I am in complete control. I can do this.

It's becoming a little difficult to sleep, as lying on my side isn't very comfortable now, but I can deal with that. 

I will be 80lb by Christmas. 
My goal was 85lb, GW3, but it's only 18th October, and I'm already 4lb away from that goal. 
So I changed it. That's my Christmas present to myself.

I'm going to be underweight for Christmas.

9:26am
I've decided to do something risky today. But I think I'm ready. I feel in complete control of myself now. 

... I'm going to buy sweets and treats.

10:43am
On my way into town, I nibble on my 3 crumbled up Corn Cake Thins (51).

Bland, but filling.

11;05pm
I shove my fingers down my throat for the 10th time, coughing and crying.
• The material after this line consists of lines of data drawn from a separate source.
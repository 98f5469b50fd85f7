use chrono::Utc;
use tracing::{debug, info};

use chunkline_protocol::messages::{
    BatchRecoveryResult, PrioritizedUpload, Priority, PriorityRecovery, PriorityRequest,
    RecoveryPlanEntry, SkippedUpload,
};
use chunkline_protocol::{UploadId, UploadStatus};
use chunkline_store::SessionRepo;

use crate::engine::{RecoveryEngine, missing_chunks};
use crate::error::RecoveryResult;

/// Expected cost of re-sending one chunk.
const SECS_PER_CHUNK: u64 = 10;

const MIB: u64 = 1024 * 1024;

fn plan_priority(missing: u32) -> Priority {
    match missing {
        0..=2 => Priority::High,
        3..=5 => Priority::Medium,
        _ => Priority::Low,
    }
}

fn priority_weight(priority: Priority) -> u32 {
    match priority {
        Priority::High => 50,
        Priority::Medium => 25,
        Priority::Low => 10,
    }
}

fn size_bonus(file_size: u64) -> u32 {
    if file_size < 10 * MIB {
        10
    } else if file_size < 100 * MIB {
        5
    } else {
        0
    }
}

impl RecoveryEngine {
    /// Builds a recovery plan for several uploads, fewest missing chunks
    /// first.
    pub async fn batch_recover_uploads(
        &self,
        upload_ids: &[UploadId],
    ) -> RecoveryResult<BatchRecoveryResult> {
        let now = Utc::now();
        let mut skipped = Vec::new();
        let mut plan = Vec::new();

        for &upload_id in upload_ids {
            let Some(session) = self.store.get_session(upload_id).await? else {
                skipped.push(SkippedUpload {
                    upload_id,
                    reason: "upload not found".into(),
                });
                continue;
            };

            let reason = match session.status {
                UploadStatus::Completed => Some("upload already completed".to_string()),
                UploadStatus::Cancelled => Some("upload was cancelled".to_string()),
                UploadStatus::Expired => Some("upload expired".to_string()),
                _ if session.is_expired_at(now) => Some("upload expired".to_string()),
                _ => None,
            };
            if let Some(reason) = reason {
                skipped.push(SkippedUpload { upload_id, reason });
                continue;
            }

            let completed = self.completed_chunks(&session).await?;
            let missing = missing_chunks(session.total_chunks, &completed).len() as u32;
            if missing == 0 {
                skipped.push(SkippedUpload {
                    upload_id,
                    reason: "no missing chunks".into(),
                });
                continue;
            }

            plan.push(RecoveryPlanEntry {
                upload_id,
                missing_chunks: missing,
                priority: plan_priority(missing),
                estimated_time_secs: u64::from(missing) * SECS_PER_CHUNK,
            });
        }

        plan.sort_by_key(|e| (e.missing_chunks, e.upload_id));
        info!(
            requested = upload_ids.len(),
            recoverable = plan.len(),
            skipped = skipped.len(),
            "batch recovery planned"
        );

        Ok(BatchRecoveryResult {
            total_uploads: upload_ids.len() as u32,
            recoverable_uploads: plan.iter().map(|e| e.upload_id).collect(),
            skipped,
            recovery_plan: plan,
        })
    }

    /// Ranks uploads by owner priority, closeness to completion and file size.
    ///
    /// Unknown uploads are left out of the ranking.
    pub async fn prioritize_recovery(
        &self,
        requests: &[PriorityRequest],
    ) -> RecoveryResult<PriorityRecovery> {
        let mut ranked = Vec::with_capacity(requests.len());

        for request in requests {
            let Some(session) = self.store.get_session(request.upload_id).await? else {
                debug!(upload = %request.upload_id, "not ranked: upload not found");
                continue;
            };
            let completed = self.completed_chunks(&session).await?;
            let missing = missing_chunks(session.total_chunks, &completed).len() as u32;

            let weight = priority_weight(request.user_priority);
            let closeness = 20u32.saturating_sub(missing.saturating_mul(2));
            let bonus = size_bonus(session.file_size);

            ranked.push(PrioritizedUpload {
                upload_id: request.upload_id,
                score: weight + closeness + bonus,
                reason: format!(
                    "{} priority (+{weight}), {missing} chunks missing (+{closeness}), \
                     {} MiB file (+{bonus})",
                    request.user_priority.as_str(),
                    session.file_size.div_ceil(MIB),
                ),
                missing_chunks: missing,
                user_priority: request.user_priority,
            });
        }

        ranked.sort_by(|a, b| b.score.cmp(&a.score).then(a.upload_id.cmp(&b.upload_id)));
        Ok(PriorityRecovery {
            prioritized_uploads: ranked,
        })
    }
}
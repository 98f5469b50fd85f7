//! Data types for the upload driver.

use chunkline_protocol::messages::ProgressUpdate;
use chunkline_protocol::{FinalArtifact, UploadId};

/// Default number of chunks in flight at once.
pub const DEFAULT_PARALLELISM: usize = 4;

/// Config passed to the upload driver.
#[derive(Debug, Clone)]
pub struct DriverConfig {
    /// Chunks uploaded concurrently.
    pub parallelism: usize,
    /// Chunk size for new uploads. `None` uses the session default.
    pub chunk_size: Option<u64>,
}

impl Default for DriverConfig {
    fn default() -> Self {
        Self {
            parallelism: DEFAULT_PARALLELISM,
            chunk_size: None,
        }
    }
}

/// Event emitted while a file is uploading.
#[derive(Debug, Clone)]
pub enum DriverEvent {
    /// A chunk landed.
    Progress(ProgressUpdate),
    /// A chunk could not be delivered.
    ChunkFailed {
        upload_id: UploadId,
        chunk: u32,
        error: String,
    },
    /// The upload was finalized.
    Completed(FinalArtifact),
    /// The run stopped without finalizing.
    Failed {
        upload_id: Option<UploadId>,
        error: String,
    },
}

/// Result of one driven upload.
#[derive(Debug, Clone)]
pub struct DriverResult {
    pub upload_id: UploadId,
    pub artifact: FinalArtifact,
    /// Chunks sent during this run.
    pub chunks_sent: u32,
    /// Chunks already present from an earlier run.
    pub chunks_skipped: u32,
    pub bytes_sent: u64,
}
//! Progress, throughput and ETA derived from the chunk ledger, plus a live
//! sliding-window speed calculator for clients.

use std::collections::BTreeSet;
use std::sync::{Arc, Mutex, MutexGuard, PoisonError};
use std::time::Duration;

use chrono::{DateTime, Utc};
use tokio::time::Instant;

use chunkline_protocol::messages::{
    CompletionEstimate, NetworkStability, PerformanceMetrics, ProgressUpdate, SpeedTrend,
    UploadProgress, UploadSpeed,
};
use chunkline_protocol::{ChunkRecord, UploadId, UploadSession};
use chunkline_store::{ChunkRepo, RetryLogRepo, SessionRepo, UploadStore};

use crate::error::{UploadError, UploadResult};

/// Number of recent chunks used for speed and ETA figures.
pub const DEFAULT_SPEED_WINDOW: usize = 10;

/// Relative change in speed below which the trend counts as stable.
const TREND_BAND: f64 = 0.10;

/// Shortest interval credited to one chunk, so bursts don't divide by zero.
const MIN_INTERVAL_SECS: f64 = 0.001;

const MIN_CONFIDENCE: f64 = 0.1;
const MAX_CONFIDENCE: f64 = 0.95;

/// Read-only view over the ledger answering progress queries.
pub struct ProgressTracker {
    store: Arc<dyn UploadStore>,
    window: usize,
}

/// One chunk's share of elapsed time.
#[derive(Debug, Clone, Copy)]
struct Sample {
    bytes: u64,
    secs: f64,
}

impl Sample {
    fn speed(&self) -> f64 {
        self.bytes as f64 / self.secs
    }
}

impl ProgressTracker {
    pub fn new(store: Arc<dyn UploadStore>, window: usize) -> Self {
        Self {
            store,
            window: window.max(1),
        }
    }

    async fn session(&self, upload_id: UploadId) -> UploadResult<UploadSession> {
        self.store
            .get_session(upload_id)
            .await?
            .ok_or(UploadError::SessionNotFound(upload_id))
    }

    /// Bytes and chunks received so far.
    pub async fn calculate_progress(&self, upload_id: UploadId) -> UploadResult<UploadProgress> {
        let session = self.session(upload_id).await?;
        let chunks = self.store.list_chunks(upload_id).await?;

        let uploaded_bytes: u64 = chunks.iter().map(|c| c.size).sum();
        let present: BTreeSet<u32> = chunks.iter().map(|c| c.chunk_number).collect();
        let current_chunk = (1..=session.total_chunks).find(|n| !present.contains(n));

        Ok(UploadProgress {
            upload_id,
            uploaded_bytes,
            total_bytes: session.file_size,
            progress_percentage: percent_round(uploaded_bytes, session.file_size),
            completed_chunks: present.len() as u32,
            total_chunks: session.total_chunks,
            current_chunk,
        })
    }

    /// Throughput over the most recent chunks, in bytes per second.
    pub async fn calculate_upload_speed(&self, upload_id: UploadId) -> UploadResult<UploadSpeed> {
        let session = self.session(upload_id).await?;
        let samples = self.recent_samples(&session).await?;

        let (average_speed, current_speed) = match samples.last() {
            Some(last) => {
                let bytes: u64 = samples.iter().map(|s| s.bytes).sum();
                let secs: f64 = samples.iter().map(|s| s.secs).sum();
                (bytes as f64 / secs, last.speed())
            }
            None => (0.0, 0.0),
        };

        Ok(UploadSpeed {
            upload_id,
            average_speed,
            current_speed,
            speed_trend: speed_trend(&samples),
            sample_count: samples.len() as u32,
        })
    }

    /// Remaining time from the mean per-chunk interval.
    ///
    /// Confidence grows with the number of samples and shrinks with their
    /// spread, bounded to `[0.1, 0.95]`.
    pub async fn estimate_completion_time(
        &self,
        upload_id: UploadId,
    ) -> UploadResult<CompletionEstimate> {
        let session = self.session(upload_id).await?;
        let completed = self.store.count_chunks(upload_id).await?;
        if completed == 0 {
            return Err(UploadError::InsufficientData(format!(
                "no chunks completed for {upload_id}"
            )));
        }
        let samples = self.recent_samples(&session).await?;
        if samples.is_empty() {
            return Err(UploadError::InsufficientData(format!(
                "no timing samples for {upload_id}"
            )));
        }

        let n = samples.len() as f64;
        let mean = samples.iter().map(|s| s.secs).sum::<f64>() / n;
        let variance = samples
            .iter()
            .map(|s| (s.secs - mean).powi(2))
            .sum::<f64>()
            / n;
        let cv = if mean > 0.0 {
            variance.sqrt() / mean
        } else {
            0.0
        };
        let coverage = (n / self.window as f64).min(1.0);
        let confidence = (MIN_CONFIDENCE + (MAX_CONFIDENCE - MIN_CONFIDENCE) * coverage / (1.0 + cv))
            .clamp(MIN_CONFIDENCE, MAX_CONFIDENCE);

        let remaining_chunks = session
            .total_chunks
            .saturating_sub(u32::try_from(completed).unwrap_or(u32::MAX));
        let remaining_secs = f64::from(remaining_chunks) * mean;

        Ok(CompletionEstimate {
            upload_id,
            estimated_time_remaining_secs: remaining_secs,
            avg_chunk_time_secs: mean,
            confidence,
            remaining_chunks,
            estimated_completion_at: Utc::now()
                + chrono::Duration::milliseconds((remaining_secs * 1000.0).round() as i64),
        })
    }

    /// Error and retry rates relative to the chunk count.
    pub async fn get_performance_metrics(
        &self,
        upload_id: UploadId,
    ) -> UploadResult<PerformanceMetrics> {
        let session = self.session(upload_id).await?;
        let completed = self.store.count_chunks(upload_id).await?;
        let attempts = self.store.list_retries(upload_id).await?;

        let total = f64::from(session.total_chunks.max(1));
        let failures = attempts.iter().filter(|a| !a.success).count() as f64;
        let retries = attempts.iter().filter(|a| a.attempt_number > 1).count() as f64;

        let error_rate = failures / total;
        let retry_rate = retries / total;
        let efficiency = (completed as f64 / total).min(1.0);
        let network_stability = classify_stability(error_rate, retry_rate);

        let mut recommendations = Vec::new();
        if error_rate > 0.1 {
            recommendations.push("Check network connectivity; many chunk attempts fail".to_string());
        }
        if retry_rate > 0.2 {
            recommendations.push("Use a smaller chunk size to reduce retry cost".to_string());
        }
        if matches!(network_stability, NetworkStability::Poor) {
            recommendations.push("Pause and resume the upload when the connection improves".to_string());
        }
        if efficiency < 1.0 && session.status.is_active() && recommendations.is_empty() {
            recommendations.push("Resume the upload to send the remaining chunks".to_string());
        }

        Ok(PerformanceMetrics {
            upload_id,
            error_rate,
            retry_rate,
            efficiency,
            network_stability,
            recommendations,
        })
    }

    /// Snapshot for the notification layer. Speed and ETA are omitted when
    /// there isn't enough data for them.
    pub async fn progress_update(&self, upload_id: UploadId) -> UploadResult<ProgressUpdate> {
        let session = self.session(upload_id).await?;
        let progress = self.calculate_progress(upload_id).await?;
        let speed = self.calculate_upload_speed(upload_id).await?;
        let eta = match self.estimate_completion_time(upload_id).await {
            Ok(e) => Some(e.estimated_time_remaining_secs),
            Err(UploadError::InsufficientData(_)) => None,
            Err(e) => return Err(e),
        };

        Ok(ProgressUpdate {
            upload_id,
            progress_percentage: progress.progress_percentage,
            upload_speed: (speed.sample_count > 0).then_some(speed.average_speed),
            estimated_time_remaining: eta,
            status: session.status,
            current_chunk: progress.current_chunk,
        })
    }

    /// Per-chunk intervals for the latest `window` chunks, oldest first.
    ///
    /// Each chunk is credited with the time since the chunk before it, the
    /// first one with the time since the session was created.
    async fn recent_samples(&self, session: &UploadSession) -> UploadResult<Vec<Sample>> {
        let mut recent = self.store.recent_chunks(session.id, self.window + 1).await?;
        recent.reverse();

        let (mut prev, window): (DateTime<Utc>, &[ChunkRecord]) = if recent.len() > self.window {
            (recent[0].uploaded_at, &recent[1..])
        } else {
            (session.created_at, &recent[..])
        };

        let mut samples = Vec::with_capacity(window.len());
        for chunk in window {
            let elapsed = (chunk.uploaded_at - prev).num_milliseconds() as f64 / 1000.0;
            samples.push(Sample {
                bytes: chunk.size,
                secs: elapsed.max(MIN_INTERVAL_SECS),
            });
            prev = chunk.uploaded_at;
        }
        Ok(samples)
    }
}

fn percent_round(done: u64, total: u64) -> u8 {
    if total == 0 {
        return 0;
    }
    ((done as f64 / total as f64) * 100.0).round().clamp(0.0, 100.0) as u8
}

/// Compares the newer half of the window against the older half.
fn speed_trend(samples: &[Sample]) -> SpeedTrend {
    if samples.len() < 2 {
        return SpeedTrend::Stable;
    }
    let mid = samples.len() / 2;
    let mean = |s: &[Sample]| s.iter().map(Sample::speed).sum::<f64>() / s.len() as f64;
    let older = mean(&samples[..mid]);
    let newer = mean(&samples[mid..]);
    if older <= 0.0 {
        return SpeedTrend::Stable;
    }
    let ratio = newer / older;
    if ratio > 1.0 + TREND_BAND {
        SpeedTrend::Increasing
    } else if ratio < 1.0 - TREND_BAND {
        SpeedTrend::Decreasing
    } else {
        SpeedTrend::Stable
    }
}

fn classify_stability(error_rate: f64, retry_rate: f64) -> NetworkStability {
    if error_rate < 0.05 && retry_rate < 0.1 {
        NetworkStability::Excellent
    } else if error_rate < 0.15 && retry_rate < 0.3 {
        NetworkStability::Good
    } else if error_rate < 0.3 && retry_rate < 0.6 {
        NetworkStability::Fair
    } else {
        NetworkStability::Poor
    }
}

// ---------------------------------------------------------------------------
// SpeedCalculator
// ---------------------------------------------------------------------------

struct SpeedSample {
    bytes: u64,
    timestamp: Instant,
}

/// Calculates transfer speed using a sliding window of samples.
pub struct SpeedCalculator {
    inner: Mutex<SpeedInner>,
}

struct SpeedInner {
    samples: Vec<SpeedSample>,
    max_samples: usize,
    window_size: Duration,
}

impl SpeedCalculator {
    /// Creates a new calculator.
    ///
    /// - `window_size`: time window for speed calculation (default 5 s).
    /// - `max_samples`: maximum retained samples (default 100).
    pub fn new(window_size: Option<Duration>, max_samples: Option<usize>) -> Self {
        Self {
            inner: Mutex::new(SpeedInner {
                samples: Vec::new(),
                max_samples: max_samples.unwrap_or(100),
                window_size: window_size.unwrap_or(Duration::from_secs(5)),
            }),
        }
    }

    fn lock(&self) -> MutexGuard<'_, SpeedInner> {
        self.inner.lock().unwrap_or_else(PoisonError::into_inner)
    }

    /// Records `bytes` transferred at the current instant.
    pub fn add_sample(&self, bytes: u64) {
        let mut s = self.lock();
        let now = Instant::now();
        s.samples.push(SpeedSample {
            bytes,
            timestamp: now,
        });

        let window = s.window_size;
        s.samples
            .retain(|sample| now.duration_since(sample.timestamp) <= window);

        if s.samples.len() > s.max_samples {
            let excess = s.samples.len() - s.max_samples;
            s.samples.drain(..excess);
        }
    }

    /// Average speed in bytes/second within the window.
    ///
    /// Returns 0.0 with fewer than 2 samples.
    pub fn bytes_per_second(&self) -> f64 {
        let s = self.lock();
        let (Some(first), Some(last)) = (s.samples.first(), s.samples.last()) else {
            return 0.0;
        };
        let elapsed = last.timestamp.duration_since(first.timestamp);
        if s.samples.len() < 2 || elapsed.is_zero() {
            return 0.0;
        }
        // The first sample marks the start of the window.
        let bytes: u64 = s.samples[1..].iter().map(|sample| sample.bytes).sum();
        bytes as f64 / elapsed.as_secs_f64()
    }

    /// Estimated time to transfer `remaining_bytes`, or `None` while the
    /// speed is unknown.
    pub fn eta(&self, remaining_bytes: u64) -> Option<Duration> {
        let speed = self.bytes_per_second();
        if speed <= 0.0 {
            return None;
        }
        Some(Duration::from_secs_f64(remaining_bytes as f64 / speed))
    }

    /// Clears all recorded samples.
    pub fn reset(&self) {
        self.lock().samples.clear();
    }
}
But no matter how hard I try, I can't seem to get it up this time.

I go from standing to kneeling in front of the toilet, tears streaming down my face as I breathe heavily, coughing and sobbing.
You fat cow! How could you do this to yourself?! Where is your control?!
My mind screamed abuse at me, and I just closed my eyes against it all.

It had happened so quickly... The burial, we went back inside, I went to go upstairs, and before I understood what I was doing, I had a piece of chocolate in my mouth. 

Then, before I could register the havoc I was about to cause, I was upstairs, stuffing my face with sweets, chocolates, fudge and toffee. The very same treats I had bought to prove my sense of control..

As soon as I realised what I had done, what I was still doing, I grabbed my water and ran into the bathroom, downing the litre bottle almost entirely, and using every ounce of my strength to try and get the disgusting calories and fat out of my stomach.

I could literally feel the calories burning away in my stomach, turning into more flabby fat all over my body. 

But half an hour later, with bruised knuckles reddened with teeth marks, I knew it was hopeless.

The scale was sure to scream my failure in its numbers this evening... And I was sure to spend the night crying and wishing I was dead and buried in the garden instead of Goldie.